Check each line of the entries below for the word "async", then report how many have it, with no other words.

- - -

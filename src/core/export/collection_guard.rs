// At most one collection (history or member dump) runs process-wide. A
// failed begin() means the caller replies "please wait"; requests are never
// queued.

use std::sync::Arc;
use tokio::sync::{Mutex, OwnedMutexGuard};

pub struct CollectionGuard {
    slot: Arc<Mutex<()>>,
}

/// Held for the duration of one collection; dropping it frees the slot.
pub struct CollectionPermit {
    _guard: OwnedMutexGuard<()>,
}

impl CollectionGuard {
    pub fn new() -> Self {
        Self {
            slot: Arc::new(Mutex::new(())),
        }
    }

    /// Claim the collection slot, or None if another collection holds it.
    pub fn begin(&self) -> Option<CollectionPermit> {
        self.slot
            .clone()
            .try_lock_owned()
            .ok()
            .map(|guard| CollectionPermit { _guard: guard })
    }
}

impl Default for CollectionGuard {
    fn default() -> Self {
        Self::new()
    }
}

#[cfg(test)]
mod tests {
    use super::*;

    #[tokio::test]
    async fn second_collection_is_rejected_while_one_runs() {
        let guard = CollectionGuard::new();

        let permit = guard.begin().expect("first collection should start");
        assert!(guard.begin().is_none(), "second must be told to wait");

        drop(permit);
        assert!(guard.begin().is_some(), "slot frees up after completion");
    }
}
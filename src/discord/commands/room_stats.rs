// Slash-command access to the activity log aggregates.

use crate::discord::{Context, Error};
use poise::serenity_prelude as serenity;

/// Show activity statistics for the logged room
#[poise::command(slash_command)]
pub async fn roomstats(ctx: Context<'_>) -> Result<(), Error> {
    let data = ctx.data();
    if !data.config.features.room_stats {
        ctx.say("❌ Room statistics are disabled.").await?;
        return Ok(());
    }

    let room_id = data.config.target_channel_id;
    let Some(meta) = data.activity.stats(room_id).await? else {
        ctx.say("No activity has been logged yet.").await?;
        return Ok(());
    };

    let embed = serenity::CreateEmbed::default()
        .title("📊 Room statistics")
        .color(0x00ff00)
        .field("Messages", format!("{}", meta.message_count), true)
        .field("Unique users", format!("{}", meta.unique_users.len()), true)
        .field(
            "Last updated",
            meta.last_updated.format("%Y-%m-%d %H:%M:%S").to_string(),
            false,
        );

    ctx.send(poise::CreateReply::default().embed(embed)).await?;
    Ok(())
}
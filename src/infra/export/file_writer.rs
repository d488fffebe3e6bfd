// Writes finished exports to disk and reports where they landed and how
// big they are, so the caller can decide between upload and local-path
// reply.

use anyhow::{Context, Result};
use std::path::PathBuf;

pub struct WrittenFile {
    pub path: PathBuf,
    pub size_bytes: u64,
}

pub struct ExportWriter {
    export_dir: PathBuf,
}

impl ExportWriter {
    pub fn new(export_dir: impl Into<PathBuf>) -> Self {
        Self {
            export_dir: export_dir.into(),
        }
    }

    pub fn write(&self, filename: &str, contents: &[u8]) -> Result<WrittenFile> {
        std::fs::create_dir_all(&self.export_dir)
            .with_context(|| format!("creating export dir {}", self.export_dir.display()))?;

        let path = self.export_dir.join(filename);
        std::fs::write(&path, contents)
            .with_context(|| format!("writing export file {}", path.display()))?;

        Ok(WrittenFile {
            size_bytes: contents.len() as u64,
            path,
        })
    }
}

#[cfg(test)]
mod tests {
    use super::*;
    use tempfile::tempdir;

    #[test]
    fn writes_and_reports_size() {
        let dir = tempdir().unwrap();
        let writer = ExportWriter::new(dir.path().join("nested"));

        let written = writer.write("export.txt", b"twelve bytes").unwrap();
        assert_eq!(written.size_bytes, 12);
        assert_eq!(std::fs::read(written.path).unwrap(), b"twelve bytes");
    }
}
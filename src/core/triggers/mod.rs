pub mod event_filter;
pub mod trigger_models;

pub use event_filter::EventFilter;
pub use trigger_models::{MessageEvent, ReactionEvent, Trigger};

- - -

# WRITTEN ANSWER
2